Story by Nick Erickson, Managing Editor

The name Martin Luther King Jr. is forever synonymous with peace, non-violence, activism, leadership and service.

Since 1983, 15 years after King’s death, the third Monday of January has been federally dedicated as Martin Luther King Jr. Day, or to some National Day of Service, to honor the man who lived those ideas and defied the odds to put an official end to segregation in the hostile Jim Crow-ridden South.

This Martin Luther King Jr. Day, UW-Eau Claire and the surrounding community made sure King’s work extended far beyond the steps of the Lincoln Memorial, home of his famous “I Have a Dream” speech, or the Edmund Pettus Bridge in Selma, Ala., where he and others marched 50 miles to the Alabama state capital of Montgomery demanding equality.

Students participated in community service projects all throughout the city, with stints at local churches and the Boys and Girls Club, among others.

Associate Dean of Students and coordinator of the UW-Eau Claire Civil Rights Pilgrimage, Jodi Thesing-Ritter said it is one thing to know about King and his efforts, and it is another to apply it.

“One of the things that Dr. King says is that everybody should be a civil rights leader regardless of your career,” Thesing-Ritter said. “I think today is a day that shows working for justice in our community is something we can all do.”

At the Boys and Girls Club, students there spent the first two hours cleaning up the facility and spent the last two interacting with teens who came there after school.

Senior Jesse Martinez, an education major and student coordinator of the Civil Rights Pilgrimage, was one those students. He said becoming involved and realizing there’s more to be done in the name of freedom should motivate people to get out and lend a hand.

“A lot of people will say that the movement is kind of over,” Martinez said. “But there’s so much more work that we need to do and just being able to continue to do that through service or any way you possibly can is important.”

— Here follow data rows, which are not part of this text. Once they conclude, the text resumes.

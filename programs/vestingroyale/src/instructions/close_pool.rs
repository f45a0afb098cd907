use anchor_lang::prelude::*;
use anchor_spl::token::{self, CloseAccount, Token, TokenAccount};

use crate::constants::VESTING_ROYALE_SEED;
use crate::error::VestingRoyaleError;
use crate::state::{Phase, VestingRoyale};

#[derive(Accounts)]
pub struct ClosePool<'info> {
    /// Stays allocated so the (initializer, nonce) address can never be reused.
    #[account(
        seeds = [
            VESTING_ROYALE_SEED,
            vesting_royale.initializer.as_ref(),
            &vesting_royale.nonce.to_le_bytes()
        ],
        bump = vesting_royale.bump,
        has_one = initializer @ VestingRoyaleError::NotEligible,
        has_one = vesting_pool @ VestingRoyaleError::InvalidTokenAccount,
        constraint = vesting_royale.recipients.is_empty() @ VestingRoyaleError::RecipientsRemaining,
    )]
    pub vesting_royale: Account<'info, VestingRoyale>,

    #[account(mut)]
    pub initializer: Signer<'info>,

    #[account(mut)]
    pub vesting_pool: Account<'info, TokenAccount>,

    pub token_program: Program<'info, Token>,
}

impl ClosePool<'_> {
    /// Closes the drained pool token account, returning its rent to the initializer.
    pub fn handle(ctx: Context<Self>) -> Result<()> {
        let vr = &ctx.accounts.vesting_royale;
        require!(
            vr.phase(ctx.accounts.vesting_pool.amount) == Phase::Drained,
            VestingRoyaleError::PoolNotEmpty
        );

        let initializer = vr.initializer;
        let nonce = vr.nonce.to_le_bytes();
        let bump = vr.bump;
        let withdrawn = vr.withdrawn;

        let signer_seeds: &[&[&[u8]]] = &[&[VESTING_ROYALE_SEED, initializer.as_ref(), &nonce, &[bump]]];
        token::close_account(CpiContext::new_with_signer(
            ctx.accounts.token_program.to_account_info(),
            CloseAccount {
                account: ctx.accounts.vesting_pool.to_account_info(),
                destination: ctx.accounts.initializer.to_account_info(),
                authority: ctx.accounts.vesting_royale.to_account_info(),
            },
            signer_seeds,
        ))?;

        emit!(PoolClosed {
            vesting_royale: ctx.accounts.vesting_royale.key(),
            vesting_pool: ctx.accounts.vesting_pool.key(),
            initializer,
            total_withdrawn: withdrawn,
        });

        msg!("vesting pool closed, {} withdrawn over its life", withdrawn);
        Ok(())
    }
}

#[event]
pub struct PoolClosed {
    pub vesting_royale: Pubkey,
    pub vesting_pool: Pubkey,
    pub initializer: Pubkey,
    pub total_withdrawn: u64,
}
//! Deterministic addresses for vesting records and their pools.

use anchor_lang::prelude::*;

use crate::constants::VESTING_ROYALE_SEED;

/// Record PDA for `(initializer, nonce)`.
pub fn find_vesting_royale_address(initializer: &Pubkey, nonce: u64) -> (Pubkey, u8) {
    Pubkey::find_program_address(
        &[
            VESTING_ROYALE_SEED,
            initializer.as_ref(),
            &nonce.to_le_bytes(),
        ],
        &crate::ID,
    )
}

/// Record PDA under the earlier one-record-per-mint scheme.
#[deprecated(note = "records are keyed by (initializer, nonce); use find_vesting_royale_address")]
pub fn find_legacy_vesting_royale_address(initializer: &Pubkey, mint: &Pubkey) -> (Pubkey, u8) {
    Pubkey::find_program_address(
        &[VESTING_ROYALE_SEED, initializer.as_ref(), mint.as_ref()],
        &crate::ID,
    )
}

/// Pool: the record's associated token account for `mint`.
pub fn find_vesting_pool_address(vesting_royale: &Pubkey, mint: &Pubkey) -> Pubkey {
    let seeds: &[&[u8]] = &[
        vesting_royale.as_ref(),
        anchor_spl::token::ID.as_ref(),
        mint.as_ref(),
    ];
    let (ata, _) = Pubkey::find_program_address(seeds, &anchor_spl::associated_token::ID);
    ata
}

When the community service aspect of the day ended, students and community members had the opportunity to go to the Sunset Ceremony at the St. James the Greater Catholic Church on the north side of Eau Claire.

The event has been held in rotating facilities every Martin Luther King Jr. Day, and includes a collection of readings, powerpoints and music to remember one of history’s most successful non-violent leaders.

History professor Selika Ducksworth-Lawton, the coordinator of the ceremony, said it gives everyone in the Eau Claire area a chance to reflect on what King stood for as well as what can be done in the present and future to avoid such persecutions again.

“It’s meant to bring the community together to talk about what the beloved community is and to celebrate the idea of racial unity and integration Dr. King worked for,” Ducksworth-Lawton said.

Since 2009, the event has taken place at St. James, challenging non-religious and religious activists to put differences aside to focus on the idea of equal opportunity for all people no matter what race, ethnicity, culture or religious differences stand in the way.

“It’s one of those extraordinary nights where things are overlapped where they often don’t have a chance to,” the Rev. Allen Keniston of University Lutheran Church said. “It’s the secular and the sacred folks of lots of races that became the history of the movement. It’s really a remarkable night for us as a community.”

As both the service learning event as well as the Sunset Ceremony eluded to, the ideas of change shouldn’t just stop after Martin Luther King Jr. Day, but they should be a kickstart to a way of life.

As an administrator, Thesing-Ritter said she encourages students to find their own voice deep within themselves.

“I think I’m in a position to gently challenge students to think deeper and more critically about their world around them, and in doing so, in whatever their strengths are, they can find a way to make change,” Thesing-Ritter said.

The night before he died, King delivered his “Mountaintop” speech, where he said through struggle, he had been to the top of the mountain and could see the promised land.

While King never had the opportunity to reach that promised land, other people can, and events like Monday provide a stepping stone for those who wish to reach it.